To do: The required output is the exact run of lines below that opens at the line with "pub struct Scheduler" and closes at the line with "impl Drop for".
Top of Recorded information
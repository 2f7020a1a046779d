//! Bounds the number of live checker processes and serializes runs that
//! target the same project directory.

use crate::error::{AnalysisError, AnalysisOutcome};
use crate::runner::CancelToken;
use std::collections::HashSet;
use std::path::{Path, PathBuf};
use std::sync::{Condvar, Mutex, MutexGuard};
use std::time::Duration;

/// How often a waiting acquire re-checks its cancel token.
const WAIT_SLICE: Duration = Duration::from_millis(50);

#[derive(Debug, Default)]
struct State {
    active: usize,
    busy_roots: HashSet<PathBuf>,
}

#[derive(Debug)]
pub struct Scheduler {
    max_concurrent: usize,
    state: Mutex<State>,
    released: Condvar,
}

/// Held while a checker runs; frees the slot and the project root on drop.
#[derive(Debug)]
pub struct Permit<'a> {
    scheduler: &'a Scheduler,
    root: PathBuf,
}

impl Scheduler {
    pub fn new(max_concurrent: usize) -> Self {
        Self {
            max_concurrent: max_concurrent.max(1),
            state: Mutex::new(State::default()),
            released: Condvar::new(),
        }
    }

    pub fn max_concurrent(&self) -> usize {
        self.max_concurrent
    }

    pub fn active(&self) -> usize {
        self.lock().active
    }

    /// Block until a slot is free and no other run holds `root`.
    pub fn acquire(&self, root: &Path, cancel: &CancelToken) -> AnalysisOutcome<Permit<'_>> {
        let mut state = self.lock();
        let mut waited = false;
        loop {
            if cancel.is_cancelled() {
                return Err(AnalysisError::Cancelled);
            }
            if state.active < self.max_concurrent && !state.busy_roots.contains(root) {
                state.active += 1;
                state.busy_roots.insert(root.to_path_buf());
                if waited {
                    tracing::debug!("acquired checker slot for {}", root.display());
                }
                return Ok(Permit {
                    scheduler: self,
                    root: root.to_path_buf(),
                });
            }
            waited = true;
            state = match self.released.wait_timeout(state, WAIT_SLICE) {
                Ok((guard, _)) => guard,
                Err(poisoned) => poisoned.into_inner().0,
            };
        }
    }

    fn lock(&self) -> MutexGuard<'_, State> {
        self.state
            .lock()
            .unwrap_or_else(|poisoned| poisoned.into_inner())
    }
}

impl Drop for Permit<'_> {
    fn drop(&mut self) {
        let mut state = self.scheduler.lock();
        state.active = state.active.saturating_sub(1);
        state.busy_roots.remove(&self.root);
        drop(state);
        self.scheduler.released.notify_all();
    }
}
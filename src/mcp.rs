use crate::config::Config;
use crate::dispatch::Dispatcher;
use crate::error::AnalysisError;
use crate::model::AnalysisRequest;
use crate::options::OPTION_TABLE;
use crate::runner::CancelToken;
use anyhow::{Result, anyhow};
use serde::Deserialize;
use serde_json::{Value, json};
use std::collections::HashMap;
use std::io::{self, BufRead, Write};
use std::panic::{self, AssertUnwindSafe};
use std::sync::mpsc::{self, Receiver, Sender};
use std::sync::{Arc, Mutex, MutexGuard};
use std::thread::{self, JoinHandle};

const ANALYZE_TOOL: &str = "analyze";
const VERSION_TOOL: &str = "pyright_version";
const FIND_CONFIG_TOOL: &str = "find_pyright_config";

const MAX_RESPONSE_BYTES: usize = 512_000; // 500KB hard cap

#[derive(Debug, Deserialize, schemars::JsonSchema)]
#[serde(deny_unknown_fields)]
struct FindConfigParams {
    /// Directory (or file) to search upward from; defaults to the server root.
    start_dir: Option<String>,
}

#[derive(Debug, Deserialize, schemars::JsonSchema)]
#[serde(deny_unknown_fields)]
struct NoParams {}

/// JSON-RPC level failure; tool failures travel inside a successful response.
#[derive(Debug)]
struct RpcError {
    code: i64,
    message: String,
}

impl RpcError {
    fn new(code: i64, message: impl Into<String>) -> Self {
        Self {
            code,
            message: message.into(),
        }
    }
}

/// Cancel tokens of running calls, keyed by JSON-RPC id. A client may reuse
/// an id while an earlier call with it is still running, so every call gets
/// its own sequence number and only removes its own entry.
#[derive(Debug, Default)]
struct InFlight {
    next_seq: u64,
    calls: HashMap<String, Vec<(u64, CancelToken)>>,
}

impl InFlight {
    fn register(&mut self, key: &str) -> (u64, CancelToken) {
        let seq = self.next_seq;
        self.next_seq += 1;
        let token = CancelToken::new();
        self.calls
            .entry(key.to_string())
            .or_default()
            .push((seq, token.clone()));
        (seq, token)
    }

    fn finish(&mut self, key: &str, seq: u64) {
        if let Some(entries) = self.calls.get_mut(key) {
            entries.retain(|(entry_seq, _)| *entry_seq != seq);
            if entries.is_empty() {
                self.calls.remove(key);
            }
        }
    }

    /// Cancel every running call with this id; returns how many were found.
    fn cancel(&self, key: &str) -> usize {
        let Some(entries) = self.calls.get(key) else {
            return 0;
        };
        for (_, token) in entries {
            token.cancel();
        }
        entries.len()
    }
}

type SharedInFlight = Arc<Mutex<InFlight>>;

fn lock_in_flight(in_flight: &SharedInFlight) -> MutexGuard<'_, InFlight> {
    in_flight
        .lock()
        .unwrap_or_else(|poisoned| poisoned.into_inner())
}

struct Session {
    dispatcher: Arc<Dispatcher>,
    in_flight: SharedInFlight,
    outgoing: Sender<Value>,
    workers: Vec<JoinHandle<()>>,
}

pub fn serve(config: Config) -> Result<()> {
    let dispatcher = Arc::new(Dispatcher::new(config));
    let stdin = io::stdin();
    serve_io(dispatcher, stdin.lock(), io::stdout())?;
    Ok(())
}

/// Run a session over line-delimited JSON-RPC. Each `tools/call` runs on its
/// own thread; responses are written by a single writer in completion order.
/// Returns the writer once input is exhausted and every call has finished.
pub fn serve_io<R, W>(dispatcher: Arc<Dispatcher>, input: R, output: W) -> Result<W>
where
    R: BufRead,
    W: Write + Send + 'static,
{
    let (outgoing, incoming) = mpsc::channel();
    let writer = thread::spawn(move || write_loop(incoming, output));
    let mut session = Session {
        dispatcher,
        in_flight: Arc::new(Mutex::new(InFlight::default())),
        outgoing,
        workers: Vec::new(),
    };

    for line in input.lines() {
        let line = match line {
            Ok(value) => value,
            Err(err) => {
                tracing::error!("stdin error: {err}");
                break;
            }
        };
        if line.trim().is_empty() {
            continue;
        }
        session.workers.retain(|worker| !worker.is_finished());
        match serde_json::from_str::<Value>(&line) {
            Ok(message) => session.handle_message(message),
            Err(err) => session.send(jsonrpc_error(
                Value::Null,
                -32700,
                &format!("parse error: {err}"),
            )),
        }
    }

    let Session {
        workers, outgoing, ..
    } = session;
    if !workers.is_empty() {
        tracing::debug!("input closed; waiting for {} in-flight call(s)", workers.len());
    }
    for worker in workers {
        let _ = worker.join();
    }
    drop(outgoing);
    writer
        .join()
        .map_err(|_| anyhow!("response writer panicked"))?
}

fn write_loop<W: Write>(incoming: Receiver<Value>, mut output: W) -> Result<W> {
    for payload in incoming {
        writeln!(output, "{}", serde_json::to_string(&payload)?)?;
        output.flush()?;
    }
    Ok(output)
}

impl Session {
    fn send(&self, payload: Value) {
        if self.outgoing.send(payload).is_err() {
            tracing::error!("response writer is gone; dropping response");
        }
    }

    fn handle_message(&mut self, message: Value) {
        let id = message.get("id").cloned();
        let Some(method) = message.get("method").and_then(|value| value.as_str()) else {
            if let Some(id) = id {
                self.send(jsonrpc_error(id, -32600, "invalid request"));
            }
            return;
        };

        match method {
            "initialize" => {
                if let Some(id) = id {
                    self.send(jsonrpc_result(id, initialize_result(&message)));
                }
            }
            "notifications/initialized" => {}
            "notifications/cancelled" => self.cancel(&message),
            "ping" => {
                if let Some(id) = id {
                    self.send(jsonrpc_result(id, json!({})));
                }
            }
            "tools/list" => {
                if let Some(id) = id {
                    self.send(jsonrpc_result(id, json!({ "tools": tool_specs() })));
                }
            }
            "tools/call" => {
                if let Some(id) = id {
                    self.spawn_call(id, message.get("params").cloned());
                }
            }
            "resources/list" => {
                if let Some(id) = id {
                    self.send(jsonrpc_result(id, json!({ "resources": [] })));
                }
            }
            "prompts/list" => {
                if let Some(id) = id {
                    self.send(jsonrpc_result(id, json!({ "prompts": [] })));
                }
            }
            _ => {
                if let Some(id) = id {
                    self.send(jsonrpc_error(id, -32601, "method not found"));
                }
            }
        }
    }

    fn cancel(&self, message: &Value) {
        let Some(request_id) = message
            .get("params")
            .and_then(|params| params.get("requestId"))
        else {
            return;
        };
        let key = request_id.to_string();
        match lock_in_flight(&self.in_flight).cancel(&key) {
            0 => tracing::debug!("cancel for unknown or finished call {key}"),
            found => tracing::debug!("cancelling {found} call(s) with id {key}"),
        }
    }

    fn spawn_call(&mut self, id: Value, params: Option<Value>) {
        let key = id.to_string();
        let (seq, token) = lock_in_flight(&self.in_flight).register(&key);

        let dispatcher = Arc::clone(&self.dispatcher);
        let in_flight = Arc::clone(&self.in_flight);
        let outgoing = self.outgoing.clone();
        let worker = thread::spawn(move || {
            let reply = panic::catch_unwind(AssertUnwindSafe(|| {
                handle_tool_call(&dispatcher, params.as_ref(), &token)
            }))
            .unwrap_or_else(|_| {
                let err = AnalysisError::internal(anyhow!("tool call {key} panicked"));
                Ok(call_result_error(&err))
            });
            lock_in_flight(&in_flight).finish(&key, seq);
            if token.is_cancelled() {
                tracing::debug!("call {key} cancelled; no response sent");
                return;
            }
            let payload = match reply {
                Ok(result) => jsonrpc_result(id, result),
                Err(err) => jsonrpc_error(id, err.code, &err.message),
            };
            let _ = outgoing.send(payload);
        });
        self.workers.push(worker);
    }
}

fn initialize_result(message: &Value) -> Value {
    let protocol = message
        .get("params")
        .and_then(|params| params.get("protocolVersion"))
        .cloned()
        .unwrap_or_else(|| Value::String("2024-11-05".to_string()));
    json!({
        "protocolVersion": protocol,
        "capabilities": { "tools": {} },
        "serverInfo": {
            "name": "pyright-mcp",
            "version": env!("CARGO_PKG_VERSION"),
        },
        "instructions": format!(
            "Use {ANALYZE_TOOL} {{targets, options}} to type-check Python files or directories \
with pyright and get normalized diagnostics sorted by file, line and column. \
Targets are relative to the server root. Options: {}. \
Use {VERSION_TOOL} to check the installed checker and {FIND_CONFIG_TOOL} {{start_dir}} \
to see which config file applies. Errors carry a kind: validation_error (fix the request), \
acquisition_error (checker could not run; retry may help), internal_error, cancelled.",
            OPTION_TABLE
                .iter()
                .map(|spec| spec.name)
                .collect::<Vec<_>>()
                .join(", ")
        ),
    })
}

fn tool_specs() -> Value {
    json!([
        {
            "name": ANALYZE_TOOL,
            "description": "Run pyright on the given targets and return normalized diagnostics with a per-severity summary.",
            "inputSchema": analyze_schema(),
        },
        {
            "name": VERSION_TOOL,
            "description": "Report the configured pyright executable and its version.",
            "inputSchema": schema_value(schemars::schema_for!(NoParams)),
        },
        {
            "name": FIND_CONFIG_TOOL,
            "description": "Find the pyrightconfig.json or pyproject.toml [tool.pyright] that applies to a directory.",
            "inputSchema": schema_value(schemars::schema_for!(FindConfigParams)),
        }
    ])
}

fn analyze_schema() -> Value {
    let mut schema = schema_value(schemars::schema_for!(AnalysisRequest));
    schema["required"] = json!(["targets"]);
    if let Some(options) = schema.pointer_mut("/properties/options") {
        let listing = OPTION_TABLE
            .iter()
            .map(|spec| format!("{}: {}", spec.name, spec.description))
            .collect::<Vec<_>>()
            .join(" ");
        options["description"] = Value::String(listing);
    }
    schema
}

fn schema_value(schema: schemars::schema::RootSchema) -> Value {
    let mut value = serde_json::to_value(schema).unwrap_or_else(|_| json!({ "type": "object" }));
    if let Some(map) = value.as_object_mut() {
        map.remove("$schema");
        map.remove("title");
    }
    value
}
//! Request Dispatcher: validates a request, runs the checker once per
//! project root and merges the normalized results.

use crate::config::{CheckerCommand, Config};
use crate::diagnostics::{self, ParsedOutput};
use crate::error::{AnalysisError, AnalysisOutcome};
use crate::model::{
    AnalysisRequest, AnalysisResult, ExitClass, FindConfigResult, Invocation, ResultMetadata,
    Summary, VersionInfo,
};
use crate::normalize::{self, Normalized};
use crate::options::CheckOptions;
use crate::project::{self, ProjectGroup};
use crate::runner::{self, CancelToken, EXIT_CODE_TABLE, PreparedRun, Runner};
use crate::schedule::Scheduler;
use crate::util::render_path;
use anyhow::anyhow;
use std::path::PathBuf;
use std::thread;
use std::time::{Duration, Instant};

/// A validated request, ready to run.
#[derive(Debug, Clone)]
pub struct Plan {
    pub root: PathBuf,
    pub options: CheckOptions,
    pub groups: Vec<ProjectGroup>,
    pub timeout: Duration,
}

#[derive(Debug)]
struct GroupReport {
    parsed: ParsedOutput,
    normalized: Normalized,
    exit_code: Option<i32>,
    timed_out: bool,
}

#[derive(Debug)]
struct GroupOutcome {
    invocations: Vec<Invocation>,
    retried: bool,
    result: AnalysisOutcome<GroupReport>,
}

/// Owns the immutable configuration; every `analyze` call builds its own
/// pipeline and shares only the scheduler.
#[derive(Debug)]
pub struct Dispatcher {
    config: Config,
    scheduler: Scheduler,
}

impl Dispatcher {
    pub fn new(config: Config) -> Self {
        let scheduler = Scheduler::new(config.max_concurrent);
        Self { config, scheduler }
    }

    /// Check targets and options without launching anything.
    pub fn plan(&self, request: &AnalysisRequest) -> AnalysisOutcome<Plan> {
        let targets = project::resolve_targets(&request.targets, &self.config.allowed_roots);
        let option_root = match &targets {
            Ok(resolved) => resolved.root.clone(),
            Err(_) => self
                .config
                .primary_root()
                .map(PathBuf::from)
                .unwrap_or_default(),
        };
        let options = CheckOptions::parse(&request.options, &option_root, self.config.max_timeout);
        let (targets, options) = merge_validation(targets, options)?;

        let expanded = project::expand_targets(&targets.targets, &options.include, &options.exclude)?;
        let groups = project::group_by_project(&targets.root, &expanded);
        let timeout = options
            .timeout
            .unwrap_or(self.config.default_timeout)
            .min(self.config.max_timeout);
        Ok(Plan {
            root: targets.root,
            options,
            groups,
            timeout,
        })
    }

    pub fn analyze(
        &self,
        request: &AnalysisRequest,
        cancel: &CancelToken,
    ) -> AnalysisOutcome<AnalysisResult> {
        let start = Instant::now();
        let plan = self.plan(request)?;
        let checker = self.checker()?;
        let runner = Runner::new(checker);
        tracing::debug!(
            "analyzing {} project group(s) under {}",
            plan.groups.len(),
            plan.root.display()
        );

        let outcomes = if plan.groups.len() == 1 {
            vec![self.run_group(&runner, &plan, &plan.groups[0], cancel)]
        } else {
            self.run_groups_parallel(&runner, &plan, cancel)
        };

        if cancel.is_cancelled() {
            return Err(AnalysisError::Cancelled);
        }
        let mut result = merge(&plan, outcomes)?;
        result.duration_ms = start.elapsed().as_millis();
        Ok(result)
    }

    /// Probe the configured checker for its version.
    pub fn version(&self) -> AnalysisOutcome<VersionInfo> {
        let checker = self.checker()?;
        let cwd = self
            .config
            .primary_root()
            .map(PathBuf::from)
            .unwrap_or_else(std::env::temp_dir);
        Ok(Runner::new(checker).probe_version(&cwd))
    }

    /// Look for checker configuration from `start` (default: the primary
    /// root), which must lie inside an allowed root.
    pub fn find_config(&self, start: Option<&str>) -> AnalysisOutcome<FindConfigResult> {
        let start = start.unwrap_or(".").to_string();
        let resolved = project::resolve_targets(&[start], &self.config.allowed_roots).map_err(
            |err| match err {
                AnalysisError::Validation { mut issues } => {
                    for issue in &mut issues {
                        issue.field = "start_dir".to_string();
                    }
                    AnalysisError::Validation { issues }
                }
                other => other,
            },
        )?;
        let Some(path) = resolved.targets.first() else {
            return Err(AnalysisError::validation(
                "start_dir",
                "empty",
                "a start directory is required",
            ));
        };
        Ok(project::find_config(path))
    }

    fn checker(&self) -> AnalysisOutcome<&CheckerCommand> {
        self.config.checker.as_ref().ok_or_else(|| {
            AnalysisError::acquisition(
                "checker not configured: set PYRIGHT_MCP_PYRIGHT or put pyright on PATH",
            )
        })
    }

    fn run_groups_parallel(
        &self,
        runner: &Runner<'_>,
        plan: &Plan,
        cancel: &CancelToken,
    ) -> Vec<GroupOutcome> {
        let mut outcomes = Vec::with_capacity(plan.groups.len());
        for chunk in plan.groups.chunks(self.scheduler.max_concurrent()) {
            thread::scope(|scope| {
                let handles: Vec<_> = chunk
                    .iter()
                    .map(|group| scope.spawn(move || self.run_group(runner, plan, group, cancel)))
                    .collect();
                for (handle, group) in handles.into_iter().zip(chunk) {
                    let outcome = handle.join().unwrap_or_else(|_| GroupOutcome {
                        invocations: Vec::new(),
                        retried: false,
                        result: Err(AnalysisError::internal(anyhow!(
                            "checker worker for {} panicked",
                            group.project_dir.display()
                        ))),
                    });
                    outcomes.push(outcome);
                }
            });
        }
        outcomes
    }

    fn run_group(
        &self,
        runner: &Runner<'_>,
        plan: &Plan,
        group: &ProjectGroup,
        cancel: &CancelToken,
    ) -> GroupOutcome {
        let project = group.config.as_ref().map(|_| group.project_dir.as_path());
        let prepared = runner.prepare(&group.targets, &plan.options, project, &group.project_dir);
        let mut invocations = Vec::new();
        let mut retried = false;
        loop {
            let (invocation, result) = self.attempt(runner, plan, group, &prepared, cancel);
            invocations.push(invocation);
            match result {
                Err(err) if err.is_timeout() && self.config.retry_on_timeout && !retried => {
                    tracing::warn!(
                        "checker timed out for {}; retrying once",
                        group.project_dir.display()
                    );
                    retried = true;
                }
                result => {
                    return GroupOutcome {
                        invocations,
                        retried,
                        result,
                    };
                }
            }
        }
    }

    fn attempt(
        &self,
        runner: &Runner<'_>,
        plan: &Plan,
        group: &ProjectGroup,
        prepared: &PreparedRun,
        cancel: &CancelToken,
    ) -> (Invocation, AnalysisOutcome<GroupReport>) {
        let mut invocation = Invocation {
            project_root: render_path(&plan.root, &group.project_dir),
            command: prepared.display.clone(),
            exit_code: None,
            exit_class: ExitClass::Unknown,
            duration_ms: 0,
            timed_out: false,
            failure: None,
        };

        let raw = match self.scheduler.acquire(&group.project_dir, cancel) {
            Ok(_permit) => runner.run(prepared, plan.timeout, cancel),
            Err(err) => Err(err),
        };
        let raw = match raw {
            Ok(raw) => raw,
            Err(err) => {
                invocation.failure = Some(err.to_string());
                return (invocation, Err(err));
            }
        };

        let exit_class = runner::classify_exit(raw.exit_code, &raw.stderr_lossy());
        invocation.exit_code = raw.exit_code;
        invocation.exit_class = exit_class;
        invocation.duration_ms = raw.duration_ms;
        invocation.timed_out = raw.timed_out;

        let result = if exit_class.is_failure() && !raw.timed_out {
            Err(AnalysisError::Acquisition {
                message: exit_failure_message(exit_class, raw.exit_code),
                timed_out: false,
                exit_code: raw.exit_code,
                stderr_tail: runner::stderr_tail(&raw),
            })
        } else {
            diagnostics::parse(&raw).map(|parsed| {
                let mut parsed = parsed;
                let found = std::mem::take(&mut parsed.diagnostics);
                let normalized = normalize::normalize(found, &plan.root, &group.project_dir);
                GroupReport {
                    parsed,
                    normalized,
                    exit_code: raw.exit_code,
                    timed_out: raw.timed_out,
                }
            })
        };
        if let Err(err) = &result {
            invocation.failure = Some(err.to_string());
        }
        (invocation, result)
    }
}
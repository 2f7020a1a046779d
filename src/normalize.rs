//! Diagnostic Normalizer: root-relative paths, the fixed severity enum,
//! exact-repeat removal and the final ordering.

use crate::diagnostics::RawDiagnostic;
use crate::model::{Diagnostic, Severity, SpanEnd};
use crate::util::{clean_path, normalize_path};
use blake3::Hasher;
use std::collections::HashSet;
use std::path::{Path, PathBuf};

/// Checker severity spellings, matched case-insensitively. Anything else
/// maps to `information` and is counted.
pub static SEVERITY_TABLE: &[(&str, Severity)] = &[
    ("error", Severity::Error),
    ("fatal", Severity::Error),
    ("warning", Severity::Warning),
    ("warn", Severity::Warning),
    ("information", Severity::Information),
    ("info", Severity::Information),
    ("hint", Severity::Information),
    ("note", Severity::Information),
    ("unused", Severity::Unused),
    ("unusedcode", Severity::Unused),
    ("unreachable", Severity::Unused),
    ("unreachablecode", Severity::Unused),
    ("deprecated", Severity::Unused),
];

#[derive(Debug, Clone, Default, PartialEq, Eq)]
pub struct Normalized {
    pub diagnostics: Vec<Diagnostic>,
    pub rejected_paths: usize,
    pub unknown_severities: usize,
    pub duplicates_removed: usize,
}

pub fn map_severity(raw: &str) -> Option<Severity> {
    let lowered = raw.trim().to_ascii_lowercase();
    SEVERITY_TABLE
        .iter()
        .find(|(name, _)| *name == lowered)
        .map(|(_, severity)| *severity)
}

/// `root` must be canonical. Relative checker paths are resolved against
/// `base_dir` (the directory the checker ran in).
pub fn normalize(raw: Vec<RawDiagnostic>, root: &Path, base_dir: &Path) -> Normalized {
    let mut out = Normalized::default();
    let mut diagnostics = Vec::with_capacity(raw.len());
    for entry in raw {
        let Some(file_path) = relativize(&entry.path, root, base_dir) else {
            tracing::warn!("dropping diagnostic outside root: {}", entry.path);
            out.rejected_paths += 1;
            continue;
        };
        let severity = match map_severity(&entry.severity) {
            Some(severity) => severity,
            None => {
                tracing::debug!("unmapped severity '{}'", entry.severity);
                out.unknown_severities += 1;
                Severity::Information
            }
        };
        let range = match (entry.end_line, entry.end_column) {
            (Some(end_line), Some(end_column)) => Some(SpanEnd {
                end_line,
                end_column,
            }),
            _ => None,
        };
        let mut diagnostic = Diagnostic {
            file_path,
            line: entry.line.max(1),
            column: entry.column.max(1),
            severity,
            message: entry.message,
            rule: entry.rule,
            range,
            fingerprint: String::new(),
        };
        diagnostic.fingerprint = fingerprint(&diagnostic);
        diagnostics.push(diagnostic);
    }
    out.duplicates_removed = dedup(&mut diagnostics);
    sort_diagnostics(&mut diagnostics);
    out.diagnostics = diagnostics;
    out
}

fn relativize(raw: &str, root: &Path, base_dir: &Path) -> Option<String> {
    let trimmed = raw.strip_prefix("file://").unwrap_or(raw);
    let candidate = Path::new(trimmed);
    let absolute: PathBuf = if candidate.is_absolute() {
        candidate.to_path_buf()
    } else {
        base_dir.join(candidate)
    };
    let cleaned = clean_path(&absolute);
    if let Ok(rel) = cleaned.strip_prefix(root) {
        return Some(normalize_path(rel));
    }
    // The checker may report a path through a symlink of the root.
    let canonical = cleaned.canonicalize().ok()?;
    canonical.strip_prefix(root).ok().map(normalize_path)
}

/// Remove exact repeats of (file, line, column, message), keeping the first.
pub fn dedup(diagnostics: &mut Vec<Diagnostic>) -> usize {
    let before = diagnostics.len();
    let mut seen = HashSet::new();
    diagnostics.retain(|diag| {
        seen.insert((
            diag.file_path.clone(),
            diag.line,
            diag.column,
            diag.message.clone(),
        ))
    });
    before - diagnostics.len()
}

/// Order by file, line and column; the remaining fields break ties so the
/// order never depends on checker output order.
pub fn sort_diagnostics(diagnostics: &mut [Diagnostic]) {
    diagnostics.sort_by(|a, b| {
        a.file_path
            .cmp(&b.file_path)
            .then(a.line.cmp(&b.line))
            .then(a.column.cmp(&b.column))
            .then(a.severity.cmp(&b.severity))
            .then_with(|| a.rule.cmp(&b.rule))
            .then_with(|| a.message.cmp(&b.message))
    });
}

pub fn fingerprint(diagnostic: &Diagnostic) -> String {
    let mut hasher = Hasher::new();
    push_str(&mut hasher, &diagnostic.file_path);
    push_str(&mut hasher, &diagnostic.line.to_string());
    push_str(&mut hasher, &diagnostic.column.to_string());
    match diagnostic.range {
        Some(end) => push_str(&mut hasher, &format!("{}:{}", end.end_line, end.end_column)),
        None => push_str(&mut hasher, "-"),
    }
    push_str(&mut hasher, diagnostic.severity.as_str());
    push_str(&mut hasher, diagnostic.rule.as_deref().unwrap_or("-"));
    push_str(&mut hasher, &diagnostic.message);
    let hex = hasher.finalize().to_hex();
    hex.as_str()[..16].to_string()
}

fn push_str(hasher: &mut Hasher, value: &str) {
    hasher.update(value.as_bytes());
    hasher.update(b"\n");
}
Bottom of Recorded information
Task response:
pub struct Scheduler {
    max_concurrent: usize,
    state: Mutex<State>,
    released: Condvar,
}

/// Held while a checker runs; frees the slot and the project root on drop.
#[derive(Debug)]
pub struct Permit<'a> {
    scheduler: &'a Scheduler,
    root: PathBuf,
}

impl Scheduler {
    pub fn new(max_concurrent: usize) -> Self {
        Self {
            max_concurrent: max_concurrent.max(1),
            state: Mutex::new(State::default()),
            released: Condvar::new(),
        }
    }

    pub fn max_concurrent(&self) -> usize {
        self.max_concurrent
    }

    pub fn active(&self) -> usize {
        self.lock().active
    }

    /// Block until a slot is free and no other run holds `root`.
    pub fn acquire(&self, root: &Path, cancel: &CancelToken) -> AnalysisOutcome<Permit<'_>> {
        let mut state = self.lock();
        let mut waited = false;
        loop {
            if cancel.is_cancelled() {
                return Err(AnalysisError::Cancelled);
            }
            if state.active < self.max_concurrent && !state.busy_roots.contains(root) {
                state.active += 1;
                state.busy_roots.insert(root.to_path_buf());
                if waited {
                    tracing::debug!("acquired checker slot for {}", root.display());
                }
                return Ok(Permit {
                    scheduler: self,
                    root: root.to_path_buf(),
                });
            }
            waited = true;
            state = match self.released.wait_timeout(state, WAIT_SLICE) {
                Ok((guard, _)) => guard,
                Err(poisoned) => poisoned.into_inner().0,
            };
        }
    }

    fn lock(&self) -> MutexGuard<'_, State> {
        self.state
            .lock()
            .unwrap_or_else(|poisoned| poisoned.into_inner())
    }
}

impl Drop for Permit<'_> {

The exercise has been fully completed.